» **What to do**: Look through the lines below, find those with the word "tests", and copy them.

• • • • • • •

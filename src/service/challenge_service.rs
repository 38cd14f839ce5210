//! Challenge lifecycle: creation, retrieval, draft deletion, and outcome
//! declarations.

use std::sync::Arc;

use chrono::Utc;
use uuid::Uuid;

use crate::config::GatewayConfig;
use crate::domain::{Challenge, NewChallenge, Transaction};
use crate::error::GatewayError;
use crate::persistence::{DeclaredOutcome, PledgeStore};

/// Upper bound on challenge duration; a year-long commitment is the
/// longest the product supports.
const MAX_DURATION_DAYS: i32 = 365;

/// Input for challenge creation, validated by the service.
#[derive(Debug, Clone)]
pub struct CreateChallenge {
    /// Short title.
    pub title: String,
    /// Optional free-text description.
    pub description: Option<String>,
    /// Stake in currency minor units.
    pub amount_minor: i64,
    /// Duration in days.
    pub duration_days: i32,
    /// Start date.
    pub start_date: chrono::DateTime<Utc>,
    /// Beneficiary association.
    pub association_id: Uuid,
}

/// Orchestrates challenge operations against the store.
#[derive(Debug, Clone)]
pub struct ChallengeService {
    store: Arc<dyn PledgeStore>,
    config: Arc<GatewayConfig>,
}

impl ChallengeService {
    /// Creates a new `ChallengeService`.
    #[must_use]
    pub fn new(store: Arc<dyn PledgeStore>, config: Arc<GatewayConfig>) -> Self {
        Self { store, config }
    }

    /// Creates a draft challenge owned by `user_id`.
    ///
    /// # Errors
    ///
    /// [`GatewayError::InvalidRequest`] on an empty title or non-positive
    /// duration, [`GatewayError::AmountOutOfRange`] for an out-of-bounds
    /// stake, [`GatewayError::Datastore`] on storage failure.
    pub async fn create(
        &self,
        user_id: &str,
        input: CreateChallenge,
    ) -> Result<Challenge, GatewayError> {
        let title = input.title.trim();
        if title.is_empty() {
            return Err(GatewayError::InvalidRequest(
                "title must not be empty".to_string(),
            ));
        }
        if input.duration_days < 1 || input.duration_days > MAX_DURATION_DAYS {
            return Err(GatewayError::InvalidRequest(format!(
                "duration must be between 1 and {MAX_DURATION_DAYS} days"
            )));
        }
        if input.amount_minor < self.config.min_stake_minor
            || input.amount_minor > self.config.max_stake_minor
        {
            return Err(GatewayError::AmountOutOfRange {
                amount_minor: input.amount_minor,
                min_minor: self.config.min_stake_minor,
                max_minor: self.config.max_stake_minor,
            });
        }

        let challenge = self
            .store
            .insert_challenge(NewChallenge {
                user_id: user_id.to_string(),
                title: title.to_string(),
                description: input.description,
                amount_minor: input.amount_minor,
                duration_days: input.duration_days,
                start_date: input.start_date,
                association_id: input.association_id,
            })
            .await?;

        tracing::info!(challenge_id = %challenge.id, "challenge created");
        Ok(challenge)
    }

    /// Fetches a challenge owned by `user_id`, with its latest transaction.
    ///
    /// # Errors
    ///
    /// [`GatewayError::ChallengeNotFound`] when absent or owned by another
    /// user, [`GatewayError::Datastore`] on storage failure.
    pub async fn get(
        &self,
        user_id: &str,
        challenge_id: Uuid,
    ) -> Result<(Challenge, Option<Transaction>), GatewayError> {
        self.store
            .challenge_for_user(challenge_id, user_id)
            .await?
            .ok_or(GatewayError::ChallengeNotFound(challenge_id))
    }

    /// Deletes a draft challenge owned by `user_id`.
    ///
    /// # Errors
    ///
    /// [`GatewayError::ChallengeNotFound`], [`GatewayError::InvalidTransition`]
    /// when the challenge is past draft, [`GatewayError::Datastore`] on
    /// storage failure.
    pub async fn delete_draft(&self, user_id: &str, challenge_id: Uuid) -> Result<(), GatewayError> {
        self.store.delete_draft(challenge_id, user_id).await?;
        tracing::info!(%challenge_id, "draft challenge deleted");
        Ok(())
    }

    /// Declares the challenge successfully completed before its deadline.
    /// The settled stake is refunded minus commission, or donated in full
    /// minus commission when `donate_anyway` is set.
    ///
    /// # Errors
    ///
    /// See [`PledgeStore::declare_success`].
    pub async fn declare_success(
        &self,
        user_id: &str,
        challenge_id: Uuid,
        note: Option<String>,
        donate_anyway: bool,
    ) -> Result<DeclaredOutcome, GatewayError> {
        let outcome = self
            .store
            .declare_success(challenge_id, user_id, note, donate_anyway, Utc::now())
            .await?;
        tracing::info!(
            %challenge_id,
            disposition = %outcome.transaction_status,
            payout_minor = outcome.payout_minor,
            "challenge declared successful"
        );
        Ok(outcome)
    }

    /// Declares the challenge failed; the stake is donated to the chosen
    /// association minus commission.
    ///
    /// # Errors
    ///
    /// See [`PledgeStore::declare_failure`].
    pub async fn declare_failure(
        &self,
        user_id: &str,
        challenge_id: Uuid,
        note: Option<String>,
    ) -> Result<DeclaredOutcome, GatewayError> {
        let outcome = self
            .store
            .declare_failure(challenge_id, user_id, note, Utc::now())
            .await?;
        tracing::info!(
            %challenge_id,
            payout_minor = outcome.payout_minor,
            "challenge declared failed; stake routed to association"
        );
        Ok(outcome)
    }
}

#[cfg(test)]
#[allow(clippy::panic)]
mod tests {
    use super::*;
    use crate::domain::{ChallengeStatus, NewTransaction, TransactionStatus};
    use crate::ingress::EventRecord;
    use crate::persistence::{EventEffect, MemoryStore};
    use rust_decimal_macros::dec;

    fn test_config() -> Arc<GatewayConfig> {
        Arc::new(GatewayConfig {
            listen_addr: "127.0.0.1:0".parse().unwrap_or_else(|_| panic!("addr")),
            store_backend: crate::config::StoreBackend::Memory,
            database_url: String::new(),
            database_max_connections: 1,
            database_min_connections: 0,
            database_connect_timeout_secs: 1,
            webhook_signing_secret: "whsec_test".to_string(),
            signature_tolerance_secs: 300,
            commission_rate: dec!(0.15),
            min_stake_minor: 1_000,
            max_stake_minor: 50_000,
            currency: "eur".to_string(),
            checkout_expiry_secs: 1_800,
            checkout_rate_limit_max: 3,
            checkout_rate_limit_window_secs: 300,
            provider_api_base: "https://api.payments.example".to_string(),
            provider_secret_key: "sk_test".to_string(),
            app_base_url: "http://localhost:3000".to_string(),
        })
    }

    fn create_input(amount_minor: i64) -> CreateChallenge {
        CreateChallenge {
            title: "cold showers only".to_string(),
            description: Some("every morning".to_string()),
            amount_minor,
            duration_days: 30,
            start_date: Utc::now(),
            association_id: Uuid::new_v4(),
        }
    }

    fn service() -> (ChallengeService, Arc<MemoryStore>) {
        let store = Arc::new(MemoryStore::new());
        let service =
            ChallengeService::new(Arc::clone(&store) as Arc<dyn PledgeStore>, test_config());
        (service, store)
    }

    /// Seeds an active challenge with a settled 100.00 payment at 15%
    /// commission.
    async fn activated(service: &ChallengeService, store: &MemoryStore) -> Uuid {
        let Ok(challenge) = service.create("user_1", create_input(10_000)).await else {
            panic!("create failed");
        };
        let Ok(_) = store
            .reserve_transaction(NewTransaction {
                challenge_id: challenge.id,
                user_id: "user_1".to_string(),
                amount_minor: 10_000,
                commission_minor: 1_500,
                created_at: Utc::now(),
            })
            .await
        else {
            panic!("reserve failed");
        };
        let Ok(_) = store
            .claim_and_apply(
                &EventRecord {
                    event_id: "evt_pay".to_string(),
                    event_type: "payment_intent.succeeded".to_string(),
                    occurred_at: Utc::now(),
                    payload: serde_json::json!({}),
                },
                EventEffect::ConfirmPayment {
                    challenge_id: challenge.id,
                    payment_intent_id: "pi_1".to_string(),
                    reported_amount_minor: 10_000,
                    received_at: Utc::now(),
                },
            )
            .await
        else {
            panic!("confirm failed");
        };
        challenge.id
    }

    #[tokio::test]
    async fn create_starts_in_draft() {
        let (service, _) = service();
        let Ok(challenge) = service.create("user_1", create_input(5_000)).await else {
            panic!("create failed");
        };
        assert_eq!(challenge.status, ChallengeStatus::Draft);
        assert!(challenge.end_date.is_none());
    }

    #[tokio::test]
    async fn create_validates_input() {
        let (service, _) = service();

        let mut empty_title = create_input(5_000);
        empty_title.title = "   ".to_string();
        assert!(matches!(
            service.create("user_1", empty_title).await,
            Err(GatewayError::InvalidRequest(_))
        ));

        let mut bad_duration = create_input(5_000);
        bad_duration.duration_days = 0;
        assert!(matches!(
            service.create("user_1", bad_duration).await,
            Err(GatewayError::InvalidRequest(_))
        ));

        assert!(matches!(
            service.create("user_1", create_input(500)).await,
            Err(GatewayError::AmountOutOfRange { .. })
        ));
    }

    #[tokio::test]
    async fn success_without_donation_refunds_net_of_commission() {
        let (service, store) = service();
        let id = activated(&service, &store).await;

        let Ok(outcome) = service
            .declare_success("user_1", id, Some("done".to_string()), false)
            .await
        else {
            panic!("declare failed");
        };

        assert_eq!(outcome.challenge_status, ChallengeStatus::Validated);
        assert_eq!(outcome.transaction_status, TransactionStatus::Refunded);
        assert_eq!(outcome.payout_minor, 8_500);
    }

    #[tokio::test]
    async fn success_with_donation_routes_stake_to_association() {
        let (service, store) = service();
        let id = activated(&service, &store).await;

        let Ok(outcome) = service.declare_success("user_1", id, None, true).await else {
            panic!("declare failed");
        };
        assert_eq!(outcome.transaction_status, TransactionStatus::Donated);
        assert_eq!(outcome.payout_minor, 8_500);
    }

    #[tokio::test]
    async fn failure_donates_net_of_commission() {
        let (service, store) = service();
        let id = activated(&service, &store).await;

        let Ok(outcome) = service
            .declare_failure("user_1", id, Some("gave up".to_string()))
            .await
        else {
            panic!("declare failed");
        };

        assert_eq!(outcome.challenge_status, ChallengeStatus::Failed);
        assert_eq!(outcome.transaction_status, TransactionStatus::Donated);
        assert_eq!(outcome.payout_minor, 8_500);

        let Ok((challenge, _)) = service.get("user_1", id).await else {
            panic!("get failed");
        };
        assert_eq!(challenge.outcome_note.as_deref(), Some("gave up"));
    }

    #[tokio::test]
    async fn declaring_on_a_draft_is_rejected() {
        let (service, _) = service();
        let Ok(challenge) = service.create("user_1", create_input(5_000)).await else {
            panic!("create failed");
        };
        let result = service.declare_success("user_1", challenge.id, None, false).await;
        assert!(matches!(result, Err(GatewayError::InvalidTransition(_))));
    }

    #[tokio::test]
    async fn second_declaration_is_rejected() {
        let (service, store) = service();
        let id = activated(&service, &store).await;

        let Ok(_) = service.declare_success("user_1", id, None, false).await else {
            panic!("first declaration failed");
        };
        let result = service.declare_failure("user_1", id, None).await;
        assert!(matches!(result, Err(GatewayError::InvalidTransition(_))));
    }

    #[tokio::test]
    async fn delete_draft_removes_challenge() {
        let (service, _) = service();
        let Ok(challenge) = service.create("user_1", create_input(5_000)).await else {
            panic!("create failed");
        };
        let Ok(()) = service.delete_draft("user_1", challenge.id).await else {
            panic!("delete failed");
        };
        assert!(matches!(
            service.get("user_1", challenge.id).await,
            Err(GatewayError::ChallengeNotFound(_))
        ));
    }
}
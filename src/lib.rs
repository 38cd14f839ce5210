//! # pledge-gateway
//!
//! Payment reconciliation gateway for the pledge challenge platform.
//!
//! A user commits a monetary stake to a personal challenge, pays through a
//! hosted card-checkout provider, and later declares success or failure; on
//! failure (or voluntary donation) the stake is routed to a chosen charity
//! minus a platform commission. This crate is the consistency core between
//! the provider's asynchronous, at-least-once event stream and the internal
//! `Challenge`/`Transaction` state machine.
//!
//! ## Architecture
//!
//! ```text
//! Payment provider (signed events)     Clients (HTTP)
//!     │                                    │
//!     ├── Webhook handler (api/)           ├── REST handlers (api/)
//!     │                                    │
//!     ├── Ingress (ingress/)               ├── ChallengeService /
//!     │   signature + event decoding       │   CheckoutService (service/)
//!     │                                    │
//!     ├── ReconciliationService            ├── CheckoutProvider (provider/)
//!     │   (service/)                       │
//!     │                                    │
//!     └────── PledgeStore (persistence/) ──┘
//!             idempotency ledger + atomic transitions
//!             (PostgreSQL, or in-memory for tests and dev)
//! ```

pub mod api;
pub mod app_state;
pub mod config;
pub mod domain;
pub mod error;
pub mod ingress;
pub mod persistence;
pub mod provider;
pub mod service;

• • • • • • •

» **Task solution**:
mod tests {
//!             (PostgreSQL, or in-memory for tests and dev)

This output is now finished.